Through no fault of his [Mr J] own he couldn’t get a blood sample”.
“When the doctor said he couldn’t get blood
I made a demand for to provide urine”.


Garda H went to the scene and saw a black vehicle “mounted on the ditch, balanced on the ditch”. He admitted that he “first noticed the vehicles wheels were off the ground. All the wheels were still moving… [as the vehicle had] an automatic gearbox”. 


He said that he spoke to a woman at the scene Miss K who had “observed a male leaving the driver’s seat and had gone across the road and fallen into a ditch”.


Garda H “proceeded to the ditch and observed a male Mr J”. He said, “from observing him he was asleep…in a hedge”. He said that Mr J “had to be assisted standing up”. 

He observed that “it was immediately apparent that this male was under the influence of an intoxicant. His front was covered in vomit. I could smell alcohol from his breath, and he could not stand unassisted”.


Garda H said that Mr J was “slurring his words” and that he deemed him “incapable of being in charge of a vehicle in a public place”.


At 10:35pm he arrested him and told him that “although he was not driving” it was his belief that “he had the intention to drive”. Mr J was taken to Tipperary Garda Station.

He was given his rights and told that a doctor would be called “to obtain blood or urine”. The doctor arrived very quickly to the station.


Mr J was taken to the doctor’s room and was introduced to the doctor. Garda H made a requirement of Mr J to permit the designated doctor to take a specimen of his blood from him or if he chose, he could provide a specimen of urine.


The penalties for failing or refusing to comply were explained to Mr J. They included a possible €5000 fine, 6 months’ imprisonment and a 4-year disqualification from driving.

Mr J opted to allow the doctor to take a specimen of his blood.


Then Garda H said:


“The doctor made two attempts to obtain blood. Through no fault of his [Mr J] own he couldn’t get a blood sample”.

“When the doctor said he couldn’t get blood I made a demand for to provide urine”.
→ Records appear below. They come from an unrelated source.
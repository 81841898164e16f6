// Rust guideline compliant 2026-10-19

//! Listing and filtering helpers for Abundant.

use crate::db::Database;
use crate::error::Result;
use abundant_core::{Issue, MetaKind};

/// Who an issue must be assigned to.
#[derive(Debug, Clone, Default, PartialEq, Eq)]
pub enum Assignee {
    /// Any assignment, including none.
    #[default]
    Anyone,
    /// Not assigned to anybody.
    Nobody,
    /// Assigned to this exact user line.
    User(String),
}

impl Assignee {
    fn matches(&self, assigned_to: Option<&str>) -> bool {
        match self {
            Assignee::Anyone => true,
            Assignee::Nobody => assigned_to.is_none(),
            Assignee::User(user) => assigned_to == Some(user.as_str()),
        }
    }
}

/// Filters for listing issues. Every set filter must match.
#[derive(Debug, Clone, Default)]
pub struct ListOptions {
    /// List resolved issues instead of open ones.
    pub resolved: bool,
    /// Assignee filter; `Anyone` disables it.
    pub assigned_to: Assignee,
    /// Issues followed by any of these users.
    pub listeners: Vec<String>,
    /// Filter by issue type.
    pub issue: Option<String>,
    /// Filter by target release.
    pub target: Option<String>,
    /// Filter by severity.
    pub severity: Option<String>,
    /// Filter by status.
    pub status: Option<String>,
    /// Filter by category.
    pub category: Option<String>,
    /// Filter by resolution; only meaningful for resolved issues.
    pub resolution: Option<String>,
    /// Filter by creator; `Nobody` matches issues without one.
    pub creator: Option<Assignee>,
    /// Case-insensitive substring of the title.
    pub grep: Option<String>,
}

impl ListOptions {
    /// Returns true if `issue` passes every filter.
    #[must_use]
    pub fn matches(&self, issue: &Issue) -> bool {
        let eq = |filter: &Option<String>, value: &Option<String>| match filter {
            Some(filter) => value.as_deref() == Some(filter.as_str()),
            None => true,
        };

        issue.is_resolved() == self.resolved
            && self.assigned_to.matches(issue.assigned_to.as_deref())
            && (self.listeners.is_empty()
                || issue.listeners.iter().any(|l| self.listeners.contains(l)))
            && eq(&self.issue, &issue.issue)
            && eq(&self.target, &issue.target)
            && eq(&self.severity, &issue.severity)
            && eq(&self.status, &issue.status)
            && eq(&self.category, &issue.category)
            && eq(&self.resolution, &issue.resolution)
            && self
                .creator
                .as_ref()
                .map_or(true, |creator| creator.matches(issue.creator.as_deref()))
            && self.grep.as_ref().map_or(true, |needle| {
                issue.title().to_lowercase().contains(&needle.to_lowercase())
            })
    }

    /// Resolves metadata filters against the database vocabularies.
    ///
    /// Values outside a vocabulary are kept as typed.
    ///
    /// # Errors
    ///
    /// Returns `Abort` if a value is an ambiguous prefix of several choices.
    pub fn resolve_meta(&mut self, db: &Database) -> Result<()> {
        let fields = [
            (MetaKind::Issue, &mut self.issue),
            (MetaKind::Severity, &mut self.severity),
            (MetaKind::Status, &mut self.status),
            (MetaKind::Category, &mut self.category),
            (MetaKind::Resolution, &mut self.resolution),
        ];
        for (kind, value) in fields {
            if let Some(typed) = value.as_deref() {
                let resolved = db.meta_filter(kind, typed)?;
                *value = Some(resolved);
            }
        }
        Ok(())
    }
}

/// Filters issues and orders them oldest first.
///
/// # Arguments
///
/// * `issues` - Issues to filter
/// * `options` - List options
#[must_use]
pub fn list_issues(issues: Vec<Issue>, options: &ListOptions) -> Vec<Issue> {
    let mut issues: Vec<Issue> = issues
        .into_iter()
        .filter(|issue| options.matches(issue))
        .collect();
    issues.sort_by(|a, b| {
        a.creation_date
            .cmp(&b.creation_date)
            .then_with(|| a.id.cmp(&b.id))
    });
    issues
}

#[cfg(test)]
mod tests {
    use super::*;

    fn sample_issue(title: &str, timestamp: i64) -> Issue {
        let mut issue = Issue::new(title.to_string(), Some("Jane".to_string()), timestamp, 0);
        issue.assigned_to = Some("Jane".to_string());
        issue.severity = Some("high".to_string());
        issue
    }

    #[test]
    fn test_open_issues_by_default() {
        let open = sample_issue("Open", 2);
        let mut closed = sample_issue("Closed", 1);
        closed.resolution = Some("fixed".to_string());

        let listed = list_issues(vec![closed.clone(), open.clone()], &ListOptions::default());
        assert_eq!(listed, vec![open]);

        let resolved = ListOptions {
            resolved: true,
            ..ListOptions::default()
        };
        assert_eq!(list_issues(vec![closed.clone()], &resolved), vec![closed]);
    }

    #[test]
    fn test_assignee_filter() {
        let mut unassigned = sample_issue("Unassigned", 1);
        unassigned.assigned_to = None;
        let assigned = sample_issue("Assigned", 2);
        let issues = vec![unassigned.clone(), assigned.clone()];

        let nobody = ListOptions {
            assigned_to: Assignee::Nobody,
            ..ListOptions::default()
        };
        assert_eq!(list_issues(issues.clone(), &nobody), vec![unassigned]);

        let jane = ListOptions {
            assigned_to: Assignee::User("Jane".to_string()),
            ..ListOptions::default()
        };
        assert_eq!(list_issues(issues, &jane), vec![assigned]);
    }

    #[test]
    fn test_grep_is_case_insensitive() {
        let issues = vec![sample_issue("Crash on START", 1), sample_issue("Typo", 2)];
        let options = ListOptions {
            grep: Some("start".to_string()),
            ..ListOptions::default()
        };
        let listed = list_issues(issues, &options);
        assert_eq!(listed.len(), 1);
        assert_eq!(listed[0].title(), "Crash on START");
    }

    #[test]
    fn test_metadata_and_listener_filters() {
        let mut followed = sample_issue("Followed", 1);
        followed.listeners = vec!["Bob".to_string()];
        let other = sample_issue("Other", 2);
        let issues = vec![followed.clone(), other];

        let options = ListOptions {
            listeners: vec!["Bob".to_string(), "Eve".to_string()],
            severity: Some("high".to_string()),
            ..ListOptions::default()
        };
        assert_eq!(list_issues(issues.clone(), &options), vec![followed]);

        let low = ListOptions {
            severity: Some("low".to_string()),
            ..ListOptions::default()
        };
        assert!(list_issues(issues, &low).is_empty());
    }

    #[test]
    fn test_each_metadata_field_filters() {
        let mut tagged = sample_issue("Tagged", 1);
        tagged.target = Some("1.0".to_string());
        tagged.status = Some("started".to_string());
        tagged.category = Some("ui".to_string());
        tagged.resolution = Some("fixed".to_string());
        let mut plain = sample_issue("Plain", 2);
        plain.resolution = Some("wontfix".to_string());
        let issues = vec![tagged.clone(), plain.clone()];

        let base = ListOptions {
            resolved: true,
            ..ListOptions::default()
        };
        let by_target = ListOptions {
            target: Some("1.0".to_string()),
            ..base.clone()
        };
        let by_status = ListOptions {
            status: Some("started".to_string()),
            ..base.clone()
        };
        let by_category = ListOptions {
            category: Some("ui".to_string()),
            ..base.clone()
        };
        let by_resolution = ListOptions {
            resolution: Some("wontfix".to_string()),
            ..base.clone()
        };
        assert_eq!(list_issues(issues.clone(), &by_target), vec![tagged.clone()]);
        assert_eq!(list_issues(issues.clone(), &by_status), vec![tagged.clone()]);
        assert_eq!(list_issues(issues.clone(), &by_category), vec![tagged]);
        assert_eq!(list_issues(issues, &by_resolution), vec![plain]);
    }
}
Garda H said that Mr J provided urine. The specimen was divided into two separate containers and Mr J was offered the choice to take either of the specimens away to have interpedently analysed. He took one. The remaining specimen of blood was “placed in the original cardboard box along with the doctor’s certificate and sealed” 

All of this was done in Mr J’s presence.


Mr J was then released, and the specimen of blood was sent to the Medical Bureau of Road Safety. Garda H later received a certificate of analysis from the Bureau showing “a concentration of 288 milligrams of alcohol per 100 millilitres of urine”. 


The legal limit is 67mgs of alcohol.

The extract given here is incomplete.